Finished The Appeal, by John Grisham. An evil chemical company that caused deadly cancer clusters to appear in a rural Mississippi community was sued, lost and was then socked with a record punitive penalty. To bolster its appeal before the state supreme court, the company engineers the election of a justice who can serve as a swing vote in its favor. Good but maybe not up there with some of his others that I’ve read. A little disappointing, but I can’t say why without revealing plot points.

Now it’s less than three months before we leave for our US East Coast tour, so I’m going to spend some time perusing the guidebooks again.

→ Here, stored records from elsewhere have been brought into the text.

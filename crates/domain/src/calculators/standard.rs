//! Standard elapsed-time calculator.

use super::traits::{Calculator, Endpoints, RoundingPolicy};

/// Rounds elapsed hours to the nearest granularity boundary.
///
/// Defaults to one-minute granularity and two decimal places.
#[derive(Debug, Clone, Copy, Default)]
pub struct StandardCalculator;

impl StandardCalculator {
    pub fn new() -> Self {
        Self
    }
}

impl Calculator for StandardCalculator {
    fn calculator_id(&self) -> &'static str {
        "standard"
    }

    fn hours(&self, endpoints: Endpoints, rounding: RoundingPolicy) -> f64 {
        let Some((start, end)) = endpoints.both() else {
            return 0.0;
        };
        let minutes = start.diff_in_minutes(&end) as f64;
        rounding.snap_hours(minutes / 60.0)
    }
}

Maybe pick up another regular book in a couple of weeks or so.

“From time to time Mark Spitz happened on these places in Zone One, where he strolled down a movie set, earning scale as an extra in a period piece about the dead world.”
Not only am I a fan of the post-apocalypse genre, but I’ve also read & enjoyed a couple of Colson Whitehead’s previous novels, so when I heard (via his interview on NPR’s Fresh Air - 19 Oct 2011) that his latest novel, **Zone One ** was set in a post-apocalytic world beset by zombies, my interest was definitely piqued.

Whitehead leads his readers gently into the story, starting with the main character’s recollections of visiting his uncle in New York City. From there, the timeline jumps between the current day – where Mark Spitz (an odd nickname, but explained at one point) works on a secondary clean-up team in the titular area of NYC – and flashbacks to his survival experiences after Last Night - the day of the zombie outbreak. I found the idea of the “American Phoenix” (and the resultant term “pheenie”) quite believable in the post 9/11 world.

This is probably the most literary zombie novel I’ve ever read; its slow pace, almost lethargic at times, is very different from a lot of what I’ve read, but it fits the atmosphere of the novel so very, very well.

I’m glad I read it in Kindle format, as I was able to easily highlight the many quotes that caught my eye & then extract them into a largish text file. I’ll try to just share my very favorites below - grouped semi-thematically:

*Over the years, Mark Spitz reconciled himself to his condition. It took the pressure off. A force from above held him down, and a counterforce from below bore him aloft. He hovered on unexceptionality.(pg 56)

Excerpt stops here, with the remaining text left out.